> _Work required_: Each line below either holds the string "timeout" or doesn't. Count those that do and give only the number.

Supplied records Block Start

//! # Ethereum Client
//!
//! JSON-RPC client for the faucet's EVM network using ethers-rs.
//!
//! Reads go straight to the HTTP provider; transfers are signed locally
//! with the faucet key through a `SignerMiddleware` and their nonces are
//! assigned by a [`NonceSequencer`].

use super::client::{BlockchainClient, BlockchainError, BlockchainResult, TxHash, TxReceipt};
use super::gas::GasPrice;
use super::nonce::NonceSequencer;
use crate::domain::value_objects::WalletAddress;
use async_trait::async_trait;
use ethers::prelude::*;
use std::sync::Arc;
use std::time::Duration;
use tracing::{debug, info, warn};

type FaucetSigner = SignerMiddleware<Arc<Provider<Http>>, LocalWallet>;

/// Confirmation wait parameters.
#[derive(Debug, Clone, Copy, PartialEq, Eq)]
pub struct ConfirmationSettings {
    /// Blocks required on top of the inclusion block (1 = included).
    pub confirmations: usize,
    /// Receipt polling interval.
    pub poll_interval: Duration,
    /// Upper bound on the whole wait.
    pub timeout: Duration,
}

impl Default for ConfirmationSettings {
    fn default() -> Self {
        Self {
            confirmations: 1,
            poll_interval: Duration::from_secs(2),
            timeout: Duration::from_secs(120),
        }
    }
}

/// Ethereum-compatible client bound to the faucet signing key.
#[derive(Debug)]
pub struct EthereumClient {
    /// Chain this client signs for.
    chain_id: u64,
    /// Read-only RPC provider.
    provider: Arc<Provider<Http>>,
    /// Provider wrapped with the faucet wallet.
    signer: Arc<FaucetSigner>,
    /// Nonce assignment for the faucet account.
    nonces: NonceSequencer,
    /// Confirmation wait parameters.
    confirmation: ConfirmationSettings,
}

impl EthereumClient {
    /// Connects to `rpc_url` and binds the faucet key.
    ///
    /// When `chain_id` is `None` it is read from the node, which requires
    /// the node to be reachable at startup.
    ///
    /// # Errors
    ///
    /// Returns an error if the URL or key is invalid, or if the chain ID
    /// must be fetched and the node cannot be reached.
    pub async fn connect(
        rpc_url: &str,
        private_key: &str,
        chain_id: Option<u64>,
        confirmation: ConfirmationSettings,
    ) -> BlockchainResult<Self> {
        let provider = Provider::<Http>::try_from(rpc_url)
            .map_err(|e| BlockchainError::configuration(format!("invalid RPC URL: {}", e)))?
            .interval(confirmation.poll_interval);
        let provider = Arc::new(provider);

        let chain_id = match chain_id {
            Some(id) => id,
            None => {
                let reported = provider
                    .get_chainid()
                    .await
                    .map_err(|e| BlockchainError::connection(e.to_string()))?;
                u256_to_u64(reported)?
            }
        };

        let wallet = private_key
            .trim()
            .parse::<LocalWallet>()
            .map_err(|_| BlockchainError::configuration("invalid faucet private key"))?
            .with_chain_id(chain_id);

        info!(
            chain_id,
            signer = %WalletAddress::from(wallet.address()),
            "Connected faucet signer"
        );

        let signer = SignerMiddleware::new(Arc::clone(&provider), wallet);

        Ok(Self {
            chain_id,
            provider,
            signer: Arc::new(signer),
            nonces: NonceSequencer::new(),
            confirmation,
        })
    }

    async fn pending_nonce(&self) -> BlockchainResult<u64> {
        let count = self
            .provider
            .get_transaction_count(self.signer.address(), Some(BlockNumber::Pending.into()))
            .await
            .map_err(|e| BlockchainError::nonce(e.to_string()))?;
        u256_to_u64(count)
    }

    async fn await_receipt(&self, tx_hash: &TxHash) -> BlockchainResult<Option<TransactionReceipt>> {
        let hash: H256 = tx_hash
            .as_str()
            .parse()
            .map_err(|_| BlockchainError::internal("invalid transaction hash"))?;

        let pending = PendingTransaction::new(hash, self.provider.as_ref())
            .interval(self.confirmation.poll_interval)
            .confirmations(self.confirmation.confirmations);

        let receipt = tokio::time::timeout(self.confirmation.timeout, pending)
            .await
            .map_err(|_| {
                BlockchainError::timeout(format!(
                    "no confirmation for {} within {:?}",
                    tx_hash, self.confirmation.timeout
                ))
            })?
            .map_err(|e| BlockchainError::connection(e.to_string()))?;

        if receipt.is_none() {
            warn!(%tx_hash, "Transaction dropped from mempool");
        }
        Ok(receipt)
    }
}

/// Converts a mined receipt; a revert is reported through `success`.
fn to_receipt(tx_hash: &TxHash, receipt: &TransactionReceipt) -> BlockchainResult<TxReceipt> {
    let success = receipt.status.is_some_and(|s| s.as_u64() == 1);
    if !success {
        warn!(%tx_hash, "Transaction reverted");
    }

    Ok(TxReceipt {
        tx_hash: tx_hash.clone(),
        block_number: receipt.block_number.map(|n| n.as_u64()).unwrap_or_default(),
        gas_used: receipt
            .gas_used
            .map(u256_to_u128)
            .transpose()?
            .unwrap_or_default(),
        effective_gas_price: receipt
            .effective_gas_price
            .map(u256_to_u128)
            .transpose()?
            .unwrap_or_default(),
        success,
    })
}

fn u256_to_u64(value: U256) -> BlockchainResult<u64> {
    u64::try_from(value).map_err(|_| BlockchainError::internal(format!("value {} overflows u64", value)))
}

fn u256_to_u128(value: U256) -> BlockchainResult<u128> {
    u128::try_from(value)
        .map_err(|_| BlockchainError::internal(format!("value {} overflows u128", value)))
}

#[async_trait]
impl BlockchainClient for EthereumClient {
    fn chain_id(&self) -> u64 {
        self.chain_id
    }

    fn signer_address(&self) -> WalletAddress {
        WalletAddress::from(self.signer.address())
    }

    async fn get_balance(&self, address: &WalletAddress) -> BlockchainResult<u128> {
        let balance = self
            .provider
            .get_balance(address.as_address(), None)
            .await
            .map_err(|e| BlockchainError::connection(e.to_string()))?;
        u256_to_u128(balance)
    }

    async fn get_gas_price(&self) -> BlockchainResult<GasPrice> {
        let price = self
            .provider
            .get_gas_price()
            .await
            .map_err(|e| BlockchainError::connection(e.to_string()))?;
        Ok(GasPrice::from_wei(u256_to_u128(price)?))
    }

    async fn send_transfer(
        &self,
        to: &WalletAddress,
        value: u128,
        gas_price: GasPrice,
    ) -> BlockchainResult<TxHash> {
        let from = self.signer.address();
        let to_addr = to.as_address();

        self.nonces
            .submit_with_next(self.pending_nonce(), |nonce| async move {
                let tx = TransactionRequest::new()
                    .from(from)
                    .to(to_addr)
                    .value(U256::from(value))
                    .gas_price(U256::from(gas_price.as_wei()))
                    .nonce(nonce);

                debug!(nonce, %gas_price, "Submitting faucet transfer");

                let pending = self
                    .signer
                    .send_transaction(tx, None)
                    .await
                    .map_err(|e| BlockchainError::transaction(e.to_string()))?;

                Ok(TxHash::new(format!("{:#x}", pending.tx_hash())))
            })
            .await
    }

    async fn wait_for_confirmation(&self, tx_hash: &TxHash) -> BlockchainResult<Option<TxReceipt>> {
        let outcome = self.await_receipt(tx_hash).await;

        // Dropped, timed out or unknown: the nonce may still be free.
        if !matches!(outcome, Ok(Some(_))) {
            self.nonces.reset().await;
        }

        match outcome? {
            Some(receipt) => to_receipt(tx_hash, &receipt).map(Some),
            None => Ok(None),
        }
    }

    async fn health_check(&self) -> BlockchainResult<()> {
        let reported = self
            .provider
            .get_chainid()
            .await
            .map_err(|e| BlockchainError::connection(e.to_string()))?;
        let actual = u256_to_u64(reported)?;

        if actual != self.chain_id {
            return Err(BlockchainError::ChainMismatch {
                expected: self.chain_id,
                actual,
            });
        }

        Ok(())
    }
}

Supplied records Block End

> _Output for this exercise_: 5